=== Section Start ===

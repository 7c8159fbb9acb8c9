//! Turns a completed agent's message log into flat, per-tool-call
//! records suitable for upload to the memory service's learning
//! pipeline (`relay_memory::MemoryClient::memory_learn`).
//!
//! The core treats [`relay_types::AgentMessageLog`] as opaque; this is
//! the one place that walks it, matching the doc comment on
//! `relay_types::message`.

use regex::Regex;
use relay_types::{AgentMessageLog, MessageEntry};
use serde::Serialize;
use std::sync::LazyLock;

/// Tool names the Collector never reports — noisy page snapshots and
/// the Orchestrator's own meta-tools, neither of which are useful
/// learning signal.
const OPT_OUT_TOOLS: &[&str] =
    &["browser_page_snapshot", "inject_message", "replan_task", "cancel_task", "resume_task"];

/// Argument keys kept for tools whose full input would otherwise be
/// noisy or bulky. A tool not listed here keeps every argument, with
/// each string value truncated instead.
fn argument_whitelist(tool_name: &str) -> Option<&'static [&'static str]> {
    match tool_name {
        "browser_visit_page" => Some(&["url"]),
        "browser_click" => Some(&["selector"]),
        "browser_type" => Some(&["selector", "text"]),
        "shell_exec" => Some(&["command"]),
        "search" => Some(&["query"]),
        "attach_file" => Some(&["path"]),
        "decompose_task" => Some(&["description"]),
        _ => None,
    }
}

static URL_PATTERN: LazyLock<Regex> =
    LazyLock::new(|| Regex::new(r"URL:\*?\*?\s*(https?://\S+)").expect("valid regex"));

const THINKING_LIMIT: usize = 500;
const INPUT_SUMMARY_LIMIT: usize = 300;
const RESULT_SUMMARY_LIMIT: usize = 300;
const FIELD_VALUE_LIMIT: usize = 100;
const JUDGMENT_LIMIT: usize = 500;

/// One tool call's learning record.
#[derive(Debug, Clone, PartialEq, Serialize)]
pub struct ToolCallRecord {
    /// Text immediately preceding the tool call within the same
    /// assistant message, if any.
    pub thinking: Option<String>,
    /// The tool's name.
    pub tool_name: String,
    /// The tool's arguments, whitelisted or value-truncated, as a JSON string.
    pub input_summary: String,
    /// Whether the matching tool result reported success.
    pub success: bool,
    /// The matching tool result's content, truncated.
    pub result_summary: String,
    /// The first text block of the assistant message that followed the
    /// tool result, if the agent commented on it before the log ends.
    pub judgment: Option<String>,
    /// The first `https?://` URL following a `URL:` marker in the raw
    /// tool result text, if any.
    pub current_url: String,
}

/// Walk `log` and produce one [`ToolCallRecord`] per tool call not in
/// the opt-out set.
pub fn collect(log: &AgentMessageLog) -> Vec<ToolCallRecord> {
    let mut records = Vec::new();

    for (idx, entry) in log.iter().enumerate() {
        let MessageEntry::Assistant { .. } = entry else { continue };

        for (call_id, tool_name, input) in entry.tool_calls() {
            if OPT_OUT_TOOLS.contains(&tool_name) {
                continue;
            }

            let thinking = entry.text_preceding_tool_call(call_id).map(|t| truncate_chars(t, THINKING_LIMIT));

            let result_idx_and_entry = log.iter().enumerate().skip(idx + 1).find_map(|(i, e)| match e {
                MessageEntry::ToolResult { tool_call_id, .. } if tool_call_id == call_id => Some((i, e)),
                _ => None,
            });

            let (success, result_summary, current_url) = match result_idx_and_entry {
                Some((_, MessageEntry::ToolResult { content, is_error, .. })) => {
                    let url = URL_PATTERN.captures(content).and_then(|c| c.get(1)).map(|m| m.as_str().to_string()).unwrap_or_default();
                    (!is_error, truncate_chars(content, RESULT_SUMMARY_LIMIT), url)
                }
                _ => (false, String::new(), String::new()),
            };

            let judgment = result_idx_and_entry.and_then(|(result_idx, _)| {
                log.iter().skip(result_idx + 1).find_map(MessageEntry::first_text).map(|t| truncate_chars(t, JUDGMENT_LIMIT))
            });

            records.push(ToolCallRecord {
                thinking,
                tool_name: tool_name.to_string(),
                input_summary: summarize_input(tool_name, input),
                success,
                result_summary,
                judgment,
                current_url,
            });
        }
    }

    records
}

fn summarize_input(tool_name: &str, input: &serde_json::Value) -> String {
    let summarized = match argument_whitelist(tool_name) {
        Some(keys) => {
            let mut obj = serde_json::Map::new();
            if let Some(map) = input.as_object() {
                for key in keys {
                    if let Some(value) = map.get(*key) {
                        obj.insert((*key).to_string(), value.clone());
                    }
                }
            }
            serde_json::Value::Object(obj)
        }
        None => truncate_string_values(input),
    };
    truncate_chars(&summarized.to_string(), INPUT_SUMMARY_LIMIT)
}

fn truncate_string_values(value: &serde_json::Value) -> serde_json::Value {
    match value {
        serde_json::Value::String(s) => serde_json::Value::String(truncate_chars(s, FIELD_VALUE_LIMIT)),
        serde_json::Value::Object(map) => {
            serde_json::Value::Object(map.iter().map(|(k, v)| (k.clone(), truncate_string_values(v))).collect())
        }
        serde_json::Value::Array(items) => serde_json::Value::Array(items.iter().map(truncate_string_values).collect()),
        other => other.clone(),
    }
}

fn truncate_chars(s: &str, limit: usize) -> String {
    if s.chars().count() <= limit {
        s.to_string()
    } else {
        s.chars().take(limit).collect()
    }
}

=== Section End ===

Nothing in the data may differ; print all of it exactly as written.

* _Solution for this problem_
repository 7c8159fbb9acb8c9
//! Turns a completed agent's message log into flat, per-tool-call
//! records suitable for upload to the memory service's learning
//! pipeline (`relay_memory::MemoryClient::memory_learn`).
//!
//! The core treats [`relay_types::AgentMessageLog`] as opaque; this is
//! the one place that walks it, matching the doc comment on
//! `relay_types::message`.

use regex::Regex;
use relay_types::{AgentMessageLog, MessageEntry};
use serde::Serialize;
use std::sync::LazyLock;

/// Tool names the Collector never reports — noisy page snapshots and
/// the Orchestrator's own meta-tools, neither of which are useful
/// learning signal.
const OPT_OUT_TOOLS: &[&str] =
    &["browser_page_snapshot", "inject_message", "replan_task", "cancel_task", "resume_task"];

/// Argument keys kept for tools whose full input would otherwise be
/// noisy or bulky. A tool not listed here keeps every argument, with
/// each string value truncated instead.
fn argument_whitelist(tool_name: &str) -> Option<&'static [&'static str]> {
    match tool_name {
        "browser_visit_page" => Some(&["url"]),
        "browser_click" => Some(&["selector"]),
        "browser_type" => Some(&["selector", "text"]),
        "shell_exec" => Some(&["command"]),
        "search" => Some(&["query"]),
        "attach_file" => Some(&["path"]),
        "decompose_task" => Some(&["description"]),
        _ => None,
    }
}

static URL_PATTERN: LazyLock<Regex> =
    LazyLock::new(|| Regex::new(r"URL:\*?\*?\s*(https?://\S+)").expect("valid regex"));

const THINKING_LIMIT: usize = 500;
const INPUT_SUMMARY_LIMIT: usize = 300;
const RESULT_SUMMARY_LIMIT: usize = 300;
const FIELD_VALUE_LIMIT: usize = 100;
const JUDGMENT_LIMIT: usize = 500;

/// One tool call's learning record.
#[derive(Debug, Clone, PartialEq, Serialize)]
pub struct ToolCallRecord {
    /// Text immediately preceding the tool call within the same
    /// assistant message, if any.
    pub thinking: Option<String>,
    /// The tool's name.
    pub tool_name: String,
    /// The tool's arguments, whitelisted or value-truncated, as a JSON string.
    pub input_summary: String,
    /// Whether the matching tool result reported success.
    pub success: bool,
    /// The matching tool result's content, truncated.
    pub result_summary: String,
    /// The first text block of the assistant message that followed the
    /// tool result, if the agent commented on it before the log ends.
    pub judgment: Option<String>,
    /// The first `https?://` URL following a `URL:` marker in the raw
    /// tool result text, if any.
    pub current_url: String,
}

/// Walk `log` and produce one [`ToolCallRecord`] per tool call not in
/// the opt-out set.
pub fn collect(log: &AgentMessageLog) -> Vec<ToolCallRecord> {
    let mut records = Vec::new();

    for (idx, entry) in log.iter().enumerate() {
        let MessageEntry::Assistant { .. } = entry else { continue };

        for (call_id, tool_name, input) in entry.tool_calls() {
            if OPT_OUT_TOOLS.contains(&tool_name) {
                continue;
            }

            let thinking = entry.text_preceding_tool_call(call_id).map(|t| truncate_chars(t, THINKING_LIMIT));

            let result_idx_and_entry = log.iter().enumerate().skip(idx + 1).find_map(|(i, e)| match e {
                MessageEntry::ToolResult { tool_call_id, .. } if tool_call_id == call_id => Some((i, e)),
                _ => None,
            });

            let (success, result_summary, current_url) = match result_idx_and_entry {
                Some((_, MessageEntry::ToolResult { content, is_error, .. })) => {
                    let url = URL_PATTERN.captures(content).and_then(|c| c.get(1)).map(|m| m.as_str().to_string()).unwrap_or_default();
                    (!is_error, truncate_chars(content, RESULT_SUMMARY_LIMIT), url)
                }
                _ => (false, String::new(), String::new()),
            };

            let judgment = result_idx_and_entry.and_then(|(result_idx, _)| {
                log.iter().skip(result_idx + 1).find_map(MessageEntry::first_text).map(|t| truncate_chars(t, JUDGMENT_LIMIT))
            });

            records.push(ToolCallRecord {
                thinking,
                tool_name: tool_name.to_string(),
                input_summary: summarize_input(tool_name, input),
                success,
                result_summary,
                judgment,
                current_url,
            });
        }
    }

    records
}

fn summarize_input(tool_name: &str, input: &serde_json::Value) -> String {
    let summarized = match argument_whitelist(tool_name) {
        Some(keys) => {
            let mut obj = serde_json::Map::new();
            if let Some(map) = input.as_object() {
                for key in keys {
                    if let Some(value) = map.get(*key) {
                        obj.insert((*key).to_string(), value.clone());
                    }
                }
            }
            serde_json::Value::Object(obj)
        }
        None => truncate_string_values(input),
    };
    truncate_chars(&summarized.to_string(), INPUT_SUMMARY_LIMIT)
}

fn truncate_string_values(value: &serde_json::Value) -> serde_json::Value {
    match value {
        serde_json::Value::String(s) => serde_json::Value::String(truncate_chars(s, FIELD_VALUE_LIMIT)),
        serde_json::Value::Object(map) => {
            serde_json::Value::Object(map.iter().map(|(k, v)| (k.clone(), truncate_string_values(v))).collect())
        }
        serde_json::Value::Array(items) => serde_json::Value::Array(items.iter().map(truncate_string_values).collect()),
        other => other.clone(),
    }
}

fn truncate_chars(s: &str, limit: usize) -> String {
    if s.chars().count() <= limit {
        s.to_string()
    } else {
        s.chars().take(limit).collect()
    }
}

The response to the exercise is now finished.